I don’t know whether it was because I couldn’t hear any actual bombing then or because for some reason I’d lost my fear all of a sudden, but my words didn’t stumble this time.
‘I’m looking for Mr Phillips,’ I said. ‘He’s a watchman.’
‘Phillips?’ Mr Andrews frowned. ‘What do
you
want with Mr Phillips? The watchmen are trying to save the cathedral, he—’
‘Mr Phillips brought in a little girl, to the crypt,’ I said. ‘Now she’s missing.’
‘Mr Phillips wouldn’t have had anything to do with anything improper!’ Mr Andrews said. ‘Our own true watchmen are good men! No one is or will go missing. No one will be sacrificed!’
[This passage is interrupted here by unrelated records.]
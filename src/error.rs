use std::collections::BTreeMap;

use axum::{
    Json,
    extract::rejection::JsonRejection,
    http::StatusCode,
    response::{IntoResponse, Response},
};
use serde::Serialize;

use crate::{repository::RepositoryError, token::VerificationError};

/// Per-field validation messages, keyed by the offending field name.
pub type FieldErrors = BTreeMap<String, Vec<String>>;

/// ApiError
///
/// Every way a request can be denied or fail. Each variant maps to one stable status
/// code; handlers and the authorization guard only ever return these.
#[derive(Debug, thiserror::Error)]
pub enum ApiError {
    /// No credential, or one that cannot be trusted (malformed, expired, unknown subject).
    #[error("Unauthorized")]
    Unauthorized,
    /// A trusted credential without the required role or ownership.
    #[error("Forbidden")]
    Forbidden,
    #[error("{0}")]
    NotFound(String),
    #[error("{message}")]
    ValidationFailed { message: String, errors: FieldErrors },
    #[error("Internal server error")]
    Internal,
}

impl ApiError {
    pub fn not_found(what: &str) -> Self {
        ApiError::NotFound(format!("{what} not found"))
    }

    pub fn validation(errors: FieldErrors) -> Self {
        ApiError::ValidationFailed { message: "Validation error".to_string(), errors }
    }

    /// A validation failure that is not tied to a single input field.
    pub fn rejected(message: impl Into<String>) -> Self {
        ApiError::ValidationFailed { message: message.into(), errors: FieldErrors::new() }
    }

    pub fn status(&self) -> StatusCode {
        match self {
            ApiError::Unauthorized => StatusCode::UNAUTHORIZED,
            ApiError::Forbidden => StatusCode::FORBIDDEN,
            ApiError::NotFound(_) => StatusCode::NOT_FOUND,
            ApiError::ValidationFailed { .. } => StatusCode::UNPROCESSABLE_ENTITY,
            ApiError::Internal => StatusCode::INTERNAL_SERVER_ERROR,
        }
    }
}

#[derive(Serialize)]
struct ErrorBody<'a> {
    success: bool,
    message: String,
    #[serde(skip_serializing_if = "Option::is_none")]
    errors: Option<&'a FieldErrors>,
}

impl IntoResponse for ApiError {
    fn into_response(self) -> Response {
        let errors = match &self {
            ApiError::ValidationFailed { errors, .. } if !errors.is_empty() => Some(errors),
            _ => None,
        };
        let body = ErrorBody { success: false, message: self.to_string(), errors };
        (self.status(), Json(body)).into_response()
    }
}

impl From<RepositoryError> for ApiError {
    fn from(err: RepositoryError) -> Self {
        tracing::error!(error = %err, "repository failure");
        ApiError::Internal
    }
}

impl From<VerificationError> for ApiError {
    fn from(err: VerificationError) -> Self {
        match err {
            VerificationError::Store(inner) => inner.into(),
            other => {
                tracing::debug!(reason = %other, "rejecting untrusted token");
                ApiError::Unauthorized
            }
        }
    }
}

/// A body that is not JSON, or does not fit the payload type, is a validation failure
/// like any other and is reported in the same envelope.
impl From<JsonRejection> for ApiError {
    fn from(rejection: JsonRejection) -> Self {
        tracing::debug!(status = %rejection.status(), reason = %rejection.body_text(), "rejecting request body");
        ApiError::rejected(rejection.body_text())
    }
}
What he’d said was odd even though it didn’t strike me so at the time. I said, ‘Mr Andrews, the little girl is only about ten. She could’ve easily wandered off on her own. Mr Phillips won’t have had anything to do with her taking off, I don’t suppose. It’s just that he brought her in, so it’s said, and so he might know her name. I can’t even call for her if I don’t know her name, can I?’
A flash of red flame from outside illuminated his face for just a second. It showed me that thin skull shadowed by suspicion.
‘Mr Andrews—’
‘Mr Phillips is out on the Stone Gallery, I believe,’ Mr Andrews said. ‘Some of the watchmen are actually inside the dome. There’s a fire bomb, stuck—’
‘Yes, I know.’
‘Then you’ll also know that no one involved with it is going to have time to answer any sort of questions until that fire is seen to.’
‘No . . .’
‘Dean! Dean!’
Down in the cathedral, doors from the outside were flung wide open and men came streaming in from the west. I couldn’t see how many there were but I heard their voices clearly.
‘We came as soon as we heard!’
‘Dean, we’ve got to save the cathedral, we—’
‘Thank you, thank you so much!’ a posh voice said. ‘We’ve only stirrup pumps, but . . .’
Unlike me, this new group of watchmen thundered up the spiral stairs. When they finally passed me, breathless and sweating, it was as if I wasn’t even there. They didn’t so much as tip their tin hats in my direction.
‘You’re not doing any good here,’ Mr Andrews said. ‘It would be better if you went back down.’